Materials provided:
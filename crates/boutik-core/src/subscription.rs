//! # Subscription Rules
//!
//! Access to the application is gated by the tenant's subscription.
//!
//! ```text
//!   signup ──► trial ──(end passes)──► expired
//!                │                        │
//!                └──── renew(days) ──► active ──(end passes)──► expired
//!                                         │
//!                                      cancel ──► cancelled
//! ```
//!
//! A trial or active subscription whose end date has passed is treated as
//! expired immediately, whether or not the stored status caught up yet.

use chrono::{DateTime, Duration, Utc};
use serde::{Deserialize, Serialize};
use ts_rs::TS;

use crate::error::{CoreError, CoreResult, ValidationError};
use crate::types::{Subscription, SubscriptionStatus};

/// Length of the signup trial.
pub const DEFAULT_TRIAL_DAYS: i64 = 14;

const SECONDS_PER_DAY: i64 = 86_400;

impl Subscription {
    /// Status after applying the end date at `now`.
    pub fn effective_status(&self, now: DateTime<Utc>) -> SubscriptionStatus {
        match self.status {
            SubscriptionStatus::Trial | SubscriptionStatus::Active if self.end_date <= now => {
                SubscriptionStatus::Expired
            }
            status => status,
        }
    }

    pub fn is_active_at(&self, now: DateTime<Utc>) -> bool {
        matches!(
            self.effective_status(now),
            SubscriptionStatus::Trial | SubscriptionStatus::Active
        )
    }

    /// Whole days left, rounded up, never negative.
    pub fn days_remaining(&self, now: DateTime<Utc>) -> i64 {
        let seconds = (self.end_date - now).num_seconds();
        if seconds <= 0 {
            0
        } else {
            (seconds + SECONDS_PER_DAY - 1) / SECONDS_PER_DAY
        }
    }

    /// Gate for every operation behind the paywall.
    pub fn require_active(&self, now: DateTime<Utc>) -> CoreResult<()> {
        if self.is_active_at(now) {
            Ok(())
        } else {
            Err(CoreError::SubscriptionInactive {
                status: self.effective_status(now).as_str().to_string(),
            })
        }
    }

    /// A new trial starting at `now`.
    pub fn trial(tenant_id: &str, now: DateTime<Utc>, days: i64) -> CoreResult<Self> {
        validate_days(days)?;
        Ok(Subscription {
            id: uuid::Uuid::new_v4().to_string(),
            tenant_id: tenant_id.to_string(),
            plan_id: None,
            status: SubscriptionStatus::Trial,
            is_trial: true,
            start_date: now,
            end_date: now + Duration::days(days),
            created_at: now,
            updated_at: now,
        })
    }

    /// Renews for `days` from `now`, onto `plan_id` when given.
    pub fn renew(&mut self, plan_id: Option<String>, now: DateTime<Utc>, days: i64) -> CoreResult<()> {
        validate_days(days)?;
        if plan_id.is_some() {
            self.plan_id = plan_id;
        }
        self.status = SubscriptionStatus::Active;
        self.is_trial = false;
        self.start_date = now;
        self.end_date = now + Duration::days(days);
        self.updated_at = now;
        Ok(())
    }

    pub fn cancel(&mut self, now: DateTime<Utc>) {
        self.status = SubscriptionStatus::Cancelled;
        self.updated_at = now;
    }
}

fn validate_days(days: i64) -> CoreResult<()> {
    if days <= 0 {
        return Err(ValidationError::MustBePositive {
            field: "days".to_string(),
        }
        .into());
    }
    Ok(())
}

/// Subscription state shown in the account banner.
#[derive(Debug, Clone, PartialEq, Eq, Serialize, Deserialize, TS)]
#[ts(export)]
pub struct SubscriptionSummary {
    pub status: SubscriptionStatus,
    pub is_trial: bool,
    pub days_remaining: i64,
    #[ts(as = "String")]
    pub end_date: DateTime<Utc>,
}

impl SubscriptionSummary {
    pub fn of(subscription: &Subscription, now: DateTime<Utc>) -> Self {
        SubscriptionSummary {
            status: subscription.effective_status(now),
            is_trial: subscription.is_trial,
            days_remaining: subscription.days_remaining(now),
            end_date: subscription.end_date,
        }
    }
}

#[cfg(test)]
mod tests {
    use super::*;

    #[test]
    fn test_trial_is_active() {
        let now = Utc::now();
        let sub = Subscription::trial("t1", now, DEFAULT_TRIAL_DAYS).unwrap();
        assert_eq!(sub.status, SubscriptionStatus::Trial);
        assert!(sub.is_trial);
        assert!(sub.require_active(now).is_ok());
        assert_eq!(sub.days_remaining(now), 14);
    }

    #[test]
    fn test_days_remaining_rounds_up() {
        let now = Utc::now();
        let mut sub = Subscription::trial("t1", now, 1).unwrap();
        sub.end_date = now + Duration::hours(25);
        assert_eq!(sub.days_remaining(now), 2);

        sub.end_date = now + Duration::seconds(1);
        assert_eq!(sub.days_remaining(now), 1);

        sub.end_date = now - Duration::days(3);
        assert_eq!(sub.days_remaining(now), 0);
    }

    #[test]
    fn test_past_end_date_is_expired() {
        let now = Utc::now();
        let sub = Subscription::trial("t1", now - Duration::days(20), 14).unwrap();
        assert_eq!(sub.status, SubscriptionStatus::Trial);
        assert_eq!(sub.effective_status(now), SubscriptionStatus::Expired);
        assert!(matches!(
            sub.require_active(now),
            Err(CoreError::SubscriptionInactive { ref status }) if status == "expired"
        ));
    }

    #[test]
    fn test_renew() {
        let now = Utc::now();
        let mut sub = Subscription::trial("t1", now - Duration::days(20), 14).unwrap();
        sub.renew(Some("plan-monthly".to_string()), now, 30).unwrap();

        assert_eq!(sub.status, SubscriptionStatus::Active);
        assert!(!sub.is_trial);
        assert_eq!(sub.plan_id.as_deref(), Some("plan-monthly"));
        assert_eq!(sub.days_remaining(now), 30);
        assert!(sub.renew(None, now, 0).is_err());
    }

    #[test]
    fn test_cancelled_never_active() {
        let now = Utc::now();
        let mut sub = Subscription::trial("t1", now, 14).unwrap();
        sub.cancel(now);
        assert_eq!(sub.effective_status(now), SubscriptionStatus::Cancelled);
        assert!(sub.require_active(now).is_err());

        let summary = SubscriptionSummary::of(&sub, now);
        assert_eq!(summary.status, SubscriptionStatus::Cancelled);
    }
}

Your goal:
What is the number of lines in the records that contain "ValidationError"? Give that number only.

Reply to the exercise:
2